There is no better time than now to start writing in a personal journal. And I’m talking about a real, physical journal that you write in with a pen. Yes, that means no blogs or computers for this one. Computers and the internet are amazing pieces of technology, but if you are feeling low I recommend taking a step back from computer use as it might be acting as a type of insulation from ‘real life.’ Picking up a pen and writing words down on a page, I have found, brings a sense of fulfillment. Yes, it is more work, but it is rewarding knowing that you are scribing, not typing, about your life. Plus, poke around and you can find studies that suggest computer use can effect sleep and melatonin levels, neither are very good things for someone who is trying to pull themselves out a funk. If you already keep a journal then I have a few pieces of advice further down the page. And why is now the best time to start? Well, for a few reasons.

For one, if you are in a funk and are feeling like you are ready for a transitional phase in life that leads you to a better place, starting a journal on the very first day is an excellent way to log your progress. Trust me, you will one day love the fact that you can look back and re-read about your own life, shitty times and all.

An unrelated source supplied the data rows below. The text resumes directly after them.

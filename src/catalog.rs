use std::sync::LazyLock;
use std::time::Duration;

use base64::Engine;
use base64::engine::general_purpose::{STANDARD, STANDARD_NO_PAD};
use chrono::{DateTime, Utc};
use regex::Regex;
use serde::Deserialize;
use tracing::{debug, info, warn};

use crate::error::{DecodeError, ExtractError};
use crate::fetch::Fetcher;
use crate::models::{AvailabilityState, CatalogItem, ResolvedStream};

/// Stream metadata replies are JSON; anything shorter than `{}` is garbage.
pub const MIN_JSON_SIZE: usize = 2;

/// Embed pages that are smaller than this cannot hold a player script.
const MIN_EMBED_SIZE: usize = 64;

/// `atob("...")` or `atob('...')`, whitespace tolerant.
static ATOB_CALL: LazyLock<Regex> = LazyLock::new(|| {
    Regex::new(r#"atob\s*\(\s*(?:"([^"]*)"|'([^']*)')\s*\)"#).expect("static regex")
});

/// How a catalog source reports whether an event is on air.
#[derive(Debug, Clone, Copy, PartialEq, Eq)]
pub enum AvailabilityStrategy {
    /// Substring match on the free-text release info.
    ReleaseInfo,
    /// Compare the (skew-adjusted) start time with the current time.
    StartWindow { upcoming_threshold: chrono::Duration },
}

impl AvailabilityStrategy {
    pub fn classify(
        &self,
        release_info: &str,
        starts_at: Option<DateTime<Utc>>,
        now: DateTime<Utc>,
    ) -> AvailabilityState {
        match self {
            AvailabilityStrategy::ReleaseInfo => {
                if release_info.contains("Live") {
                    AvailabilityState::Live
                } else if release_info.contains("Upcoming") {
                    AvailabilityState::Upcoming
                } else {
                    AvailabilityState::Available
                }
            }
            AvailabilityStrategy::StartWindow { upcoming_threshold } => match starts_at {
                Some(start) if start - now > *upcoming_threshold => AvailabilityState::Upcoming,
                Some(_) => AvailabilityState::Live,
                None => AvailabilityState::Unknown,
            },
        }
    }
}

/// Per-source interpretation rules for catalog metadata.
#[derive(Debug, Clone, PartialEq)]
pub struct SourceProfile {
    pub availability: AvailabilityStrategy,
    /// Added to every upstream start timestamp.
    pub clock_skew: chrono::Duration,
}

#[derive(Deserialize)]
struct CatalogResponse {
    #[serde(default)]
    metas: Vec<MetaEntry>,
}

#[derive(Deserialize)]
struct MetaEntry {
    #[serde(default)]
    id: String,
    #[serde(default)]
    name: Option<String>,
    #[serde(default)]
    genres: Option<Vec<String>>,
    #[serde(default)]
    poster: Option<String>,
    #[serde(default, rename = "releaseInfo")]
    release_info: Option<String>,
    #[serde(default, alias = "startsAt")]
    starts_at: Option<i64>,
}

/// Parse a catalog reply (`{"metas": [...]}`) into items with availability resolved.
pub fn parse_catalog(json: &str, profile: &SourceProfile, now: DateTime<Utc>) -> Result<Vec<CatalogItem>, ExtractError> {
    let response: CatalogResponse =
        serde_json::from_str(json).map_err(|e| ExtractError::StructuralParse(format!("catalog: {e}")))?;

    let items = response
        .metas
        .into_iter()
        .filter_map(|meta| {
            if meta.id.is_empty() {
                debug!(name = ?meta.name, "catalog entry without id, skipping");
                return None;
            }
            let starts_at = meta
                .starts_at
                .and_then(|secs| DateTime::<Utc>::from_timestamp(secs, 0))
                .map(|start| start + profile.clock_skew);
            let release_info = meta.release_info.unwrap_or_default();
            let availability_state = profile.availability.classify(&release_info, starts_at, now);

            Some(CatalogItem {
                id: meta.id,
                name: meta.name.filter(|n| !n.trim().is_empty()).unwrap_or_else(|| "Unknown".to_string()),
                genres: meta.genres.unwrap_or_default(),
                poster_url: meta.poster.unwrap_or_default(),
                release_info,
                starts_at,
                availability_state,
            })
        })
        .collect();

    Ok(items)
}

#[derive(Debug, Clone, PartialEq, Eq)]
pub struct StreamLink {
    pub url: String,
    pub title: Option<String>,
}

#[derive(Deserialize)]
struct StreamsResponse {
    #[serde(default)]
    streams: Vec<StreamEntry>,
}

#[derive(Deserialize)]
struct StreamEntry {
    #[serde(default)]
    url: Option<String>,
    #[serde(default)]
    title: Option<String>,
}

/// Parse a per-item stream reply (`{"streams": [...]}`), dropping entries without a URL.
pub fn parse_streams(json: &str) -> Result<Vec<StreamLink>, ExtractError> {
    let response: StreamsResponse =
        serde_json::from_str(json).map_err(|e| ExtractError::StructuralParse(format!("streams: {e}")))?;

    Ok(response
        .streams
        .into_iter()
        .filter_map(|s| {
            let url = s.url.map(|u| u.trim().to_string()).filter(|u| !u.is_empty())?;
            Some(StreamLink {
                url,
                title: s.title.filter(|t| !t.trim().is_empty()),
            })
        })
        .collect())
}

/// Decode one base64 payload into UTF-8 text.
pub fn decode_payload(payload: &str) -> Result<String, DecodeError> {
    let payload = payload.trim();
    if payload.is_empty() {
        return Err(DecodeError::Base64("empty payload".to_string()));
    }
    let bytes = STANDARD
        .decode(payload)
        .or_else(|_| STANDARD_NO_PAD.decode(payload))
        .map_err(|e| DecodeError::Base64(e.to_string()))?;
    String::from_utf8(bytes).map_err(|e| DecodeError::Utf8(e.to_string()))
}

/// Decoded text of every `atob(...)` payload, in page order. Bad payloads are logged and skipped.
fn decoded_payloads(page: &str) -> impl Iterator<Item = String> + '_ {
    ATOB_CALL.captures_iter(page).filter_map(|caps| {
        let payload = caps.get(1).or_else(|| caps.get(2))?;
        match decode_payload(payload.as_str()) {
            Ok(text) => Some(text),
            Err(e) => {
                warn!(error = %e, "undecodable atob payload");
                None
            }
        }
    })
}

/// First `atob(...)` payload in the page that decodes to UTF-8 text.
pub fn deobfuscate(page: &str) -> Option<String> {
    decoded_payloads(page).next()
}

/// First decoded payload that is an absolute http(s) URL.
///
/// Players often decode config strings or tokens before the stream address.
pub fn deobfuscate_media_url(page: &str) -> Option<String> {
    decoded_payloads(page)
        .map(|text| text.trim().to_string())
        .find(|text| {
            let usable = is_http_url(text);
            if !usable {
                debug!(payload = %text, "decoded payload is not a URL, trying next");
            }
            usable
        })
}

fn is_http_url(text: &str) -> bool {
    url::Url::parse(text).is_ok_and(|u| matches!(u.scheme(), "http" | "https"))
}

/// Wrap a media URL so playback goes through a referer-satisfying proxy.
pub fn proxy_url(base: &str, media_url: &str, referer: &str) -> String {
    format!(
        "{base}?u={}&ref={}&rw=1",
        urlencoding::encode(media_url),
        urlencoding::encode(referer)
    )
}

/// File extensions served as media rather than as player pages.
const MEDIA_EXTENSIONS: &[&str] = &[".mp4", ".ts", ".m4s", ".mkv", ".webm", ".flv", ".aac", ".mp3"];

/// True when the URL already points at playable media rather than an embed page.
fn is_direct_media(link: &str) -> bool {
    let Ok(parsed) = url::Url::parse(link) else {
        return false;
    };
    let path = parsed.path().to_ascii_lowercase();
    let query = parsed.query().unwrap_or_default().to_ascii_lowercase();
    path.contains(".m3u8")
        || path.contains(".mpd")
        || MEDIA_EXTENSIONS.iter().any(|ext| path.ends_with(ext))
        || query.contains("m3u8")
}

/// True when a fetched "embed" body is actually an HLS playlist.
fn is_playlist_body(body: &str) -> bool {
    body.trim_start_matches('\u{feff}').trim_start().starts_with("#EXTM3U")
}

#[derive(Debug, Clone, PartialEq, Eq)]
pub struct ProxySettings {
    pub base: String,
    pub referer: String,
}

#[derive(Debug, Clone)]
pub struct ResolverSettings {
    pub stream_base_url: String,
    pub categories: Vec<String>,
    pub throttle: Duration,
    pub resolve_embeds: bool,
    pub proxy: Option<ProxySettings>,
}

#[derive(Debug, Default)]
pub struct ResolveReport {
    pub streams: Vec<ResolvedStream>,
    /// Items whose stream lookup was attempted.
    pub attempted: usize,
    /// Items outside the category allow-list.
    pub skipped: usize,
    /// Items or streams dropped after a fetch, parse or decode failure.
    pub dropped: usize,
}

pub struct Resolver {
    settings: ResolverSettings,
}

impl Resolver {
    pub fn new(settings: ResolverSettings) -> Self {
        Self { settings }
    }

    fn stream_url(&self, item_id: &str) -> String {
        format!("{}/{}.json", self.settings.stream_base_url, urlencoding::encode(item_id))
    }

    /// Look up playable streams for every allow-listed item, one request at a time.
    pub async fn resolve(&self, fetcher: &Fetcher, items: &[CatalogItem]) -> ResolveReport {
        let mut report = ResolveReport::default();

        for item in items {
            let category = item.category();
            if !self.settings.categories.iter().any(|c| c == category) {
                debug!(item = %item.name, category = %category, "category not wanted, skipping");
                report.skipped += 1;
                continue;
            }

            if report.attempted > 0 && !self.settings.throttle.is_zero() {
                tokio::time::sleep(self.settings.throttle).await;
            }
            report.attempted += 1;

            info!(
                item = %item.name,
                category = %category,
                release_info = %item.release_info,
                "processing catalog item"
            );

            let links = match self.fetch_links(fetcher, item).await {
                Some(links) if !links.is_empty() => links,
                Some(_) => {
                    warn!(item = %item.name, "no streams found");
                    report.dropped += 1;
                    continue;
                }
                None => {
                    report.dropped += 1;
                    continue;
                }
            };

            for link in links {
                match self.resolve_link(fetcher, &link).await {
                    Some(media_url) => {
                        debug!(item = %item.name, title = ?link.title, "stream added");
                        report.streams.push(ResolvedStream {
                            item: item.clone(),
                            title: link.title,
                            media_url,
                        });
                    }
                    None => report.dropped += 1,
                }
            }
        }

        info!(
            streams = report.streams.len(),
            attempted = report.attempted,
            skipped = report.skipped,
            dropped = report.dropped,
            "catalog resolved"
        );
        report
    }

    async fn fetch_links(&self, fetcher: &Fetcher, item: &CatalogItem) -> Option<Vec<StreamLink>> {
        let url = self.stream_url(&item.id);
        let fetched = match fetcher.fetch(&url, MIN_JSON_SIZE).await {
            Ok(fetched) => fetched,
            Err(e) => {
                warn!(item = %item.name, error = %e, "stream lookup failed");
                return None;
            }
        };
        match parse_streams(&fetched.body) {
            Ok(links) => Some(links),
            Err(e) => {
                warn!(item = %item.name, error = %e, "stream reply unreadable");
                None
            }
        }
    }

    async fn resolve_link(&self, fetcher: &Fetcher, link: &StreamLink) -> Option<String> {
        let media_url = if is_direct_media(&link.url) || !self.settings.resolve_embeds {
            link.url.clone()
        } else {
            let page = match fetcher.fetch(&link.url, MIN_EMBED_SIZE).await {
                Ok(fetched) => fetched.body,
                Err(e) => {
                    warn!(url = %link.url, error = %e, "embed page fetch failed");
                    return None;
                }
            };
            if is_playlist_body(&page) {
                debug!(url = %link.url, "link serves a playlist directly");
                link.url.clone()
            } else if let Some(url) = deobfuscate_media_url(&page) {
                url
            } else {
                warn!(url = %link.url, "no media URL found in embed page");
                return None;
            }
        };

        Some(match &self.settings.proxy {
            Some(proxy) => proxy_url(&proxy.base, &media_url, &proxy.referer),
            None => media_url,
        })
    }
}
#[cfg(test)]
mod tests {
    use std::sync::Arc;
    use std::sync::atomic::{AtomicU32, Ordering};

    use super::testing::{FixedSolver, ScriptedTransport, policy};
    use super::*;

    const URL: &str = "https://schedule.example/";

    fn ok(body: &str) -> Result<RawResponse, FetchError> {
        Ok(RawResponse {
            status: 200,
            body: body.to_string(),
        })
    }

    #[tokio::test]
    async fn short_bodies_are_retried_until_valid() {
        let transport = ScriptedTransport::default()
            .push(URL, ok("tiny"))
            .push(URL, ok("<html></html>"))
            .push(URL, ok(&"x".repeat(64)));
        let calls = transport.calls.clone();
        let fetcher = Fetcher::new(Box::new(transport), None, policy(3, FetchMode::Direct));

        let fetched = fetcher.fetch(URL, 32).await.unwrap();
        assert_eq!(fetched.attempts, 3);
        assert_eq!(fetched.via, Via::Direct);
        assert_eq!(fetched.body.len(), 64);
        assert_eq!(calls.lock().unwrap().len(), 3);
    }

    #[tokio::test]
    async fn exhausted_retries_keep_last_error() {
        let transport = ScriptedTransport::default()
            .push(
                URL,
                Err(FetchError::Status {
                    url: URL.to_string(),
                    status: 500,
                }),
            )
            .push(URL, ok("short"));
        let fetcher = Fetcher::new(Box::new(transport), None, policy(2, FetchMode::Direct));

        let failure = fetcher.fetch(URL, 100).await.unwrap_err();
        assert_eq!(failure.attempts, 2);
        assert!(matches!(
            failure.last_error,
            FetchError::ContentTooShort { len: 5, min: 100, .. }
        ));
    }

    #[tokio::test]
    async fn auto_mode_falls_back_to_solver() {
        let transport = ScriptedTransport::default().push(
            URL,
            Err(FetchError::Challenge {
                url: URL.to_string(),
                message: "HTTP 403 interstitial".to_string(),
            }),
        );
        let direct_calls = transport.calls.clone();
        let solver_calls = Arc::new(AtomicU32::new(0));
        let solver = FixedSolver {
            body: "<div id=\"schedule\"></div>".repeat(10),
            calls: solver_calls.clone(),
        };
        let fetcher = Fetcher::new(Box::new(transport), Some(Box::new(solver)), policy(3, FetchMode::Auto));

        let fetched = fetcher.fetch(URL, 10).await.unwrap();
        assert_eq!(fetched.attempts, 2);
        assert_eq!(fetched.via, Via::Solver);
        assert_eq!(direct_calls.lock().unwrap().len(), 1);
        assert_eq!(solver_calls.load(Ordering::SeqCst), 1);
    }

    #[tokio::test]
    async fn challenge_mode_never_goes_direct() {
        let transport = ScriptedTransport::default().push(URL, ok(&"y".repeat(50)));
        let direct_calls = transport.calls.clone();
        let solver = FixedSolver {
            body: "z".repeat(50),
            calls: Arc::new(AtomicU32::new(0)),
        };
        let fetcher = Fetcher::new(
            Box::new(transport),
            Some(Box::new(solver)),
            policy(3, FetchMode::Challenge),
        );

        let fetched = fetcher.fetch(URL, 10).await.unwrap();
        assert_eq!(fetched.attempts, 1);
        assert_eq!(fetched.body, "z".repeat(50));
        assert!(direct_calls.lock().unwrap().is_empty());
    }

    #[tokio::test]
    async fn auto_mode_without_solver_keeps_direct() {
        let transport = ScriptedTransport::default()
            .push(URL, ok(""))
            .push(URL, ok(&"a".repeat(20)));
        let fetcher = Fetcher::new(Box::new(transport), None, policy(3, FetchMode::Auto));

        let fetched = fetcher.fetch(URL, 10).await.unwrap();
        assert_eq!(fetched.attempts, 2);
        assert_eq!(fetched.via, Via::Direct);
    }

    #[test]
    fn challenge_detection() {
        assert!(looks_like_challenge(403, "<title>Just a moment...</title>"));
        assert!(looks_like_challenge(503, "<script src=\"/cdn-cgi/challenge-platform/h/b\">"));
        assert!(!looks_like_challenge(200, "Just a moment"));
        assert!(!looks_like_challenge(403, "Forbidden"));
    }

    #[test]
    fn solver_reply_parsing() {
        let ok: SolveResponse = serde_json::from_str(
            r#"{"status":"ok","message":"Challenge solved!","solution":{"status":200,"response":"<html>hi</html>"}}"#,
        )
        .unwrap();
        let response = solution_to_response(URL, ok).unwrap();
        assert_eq!(response.status, 200);
        assert_eq!(response.body, "<html>hi</html>");

        let failed: SolveResponse =
            serde_json::from_str(r#"{"status":"error","message":"Error: timeout reached"}"#).unwrap();
        let err = solution_to_response(URL, failed).unwrap_err();
        assert!(matches!(err, FetchError::Challenge { ref message, .. } if message.contains("timeout")));

        let upstream_error: SolveResponse = serde_json::from_str(
            r#"{"status":"ok","message":"","solution":{"status":503,"response":"<html>Service Unavailable</html>"}}"#,
        )
        .unwrap();
        let err = solution_to_response(URL, upstream_error).unwrap_err();
        assert!(matches!(err, FetchError::Status { status: 503, .. }));

        let still_challenged: SolveResponse = serde_json::from_str(
            r#"{"status":"ok","message":"","solution":{"status":403,"response":"<title>Just a moment...</title>"}}"#,
        )
        .unwrap();
        let err = solution_to_response(URL, still_challenged).unwrap_err();
        assert!(matches!(err, FetchError::Challenge { .. }));
    }

    #[test]
    fn solve_request_uses_flaresolverr_field_names() {
        let request = SolveRequest {
            cmd: "request.get",
            url: URL,
            max_timeout: 60000,
        };
        let json = serde_json::to_value(&request).unwrap();
        assert_eq!(json["cmd"], "request.get");
        assert_eq!(json["maxTimeout"], 60000);
    }
}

Secondly, if you are feeling motivated and tackling new things often, you will have plenty to write about, which is awesome. As someone who has been keeping a journal for years now, I will tell you that some weeks it feels like I’m writing down the same shit every day. That is an indicator, in fact, that I probably need to place some focus on switching up my daily routine. But ,during times of reinvention or motivation your journal will be ripe with thoughts, feelings and activity.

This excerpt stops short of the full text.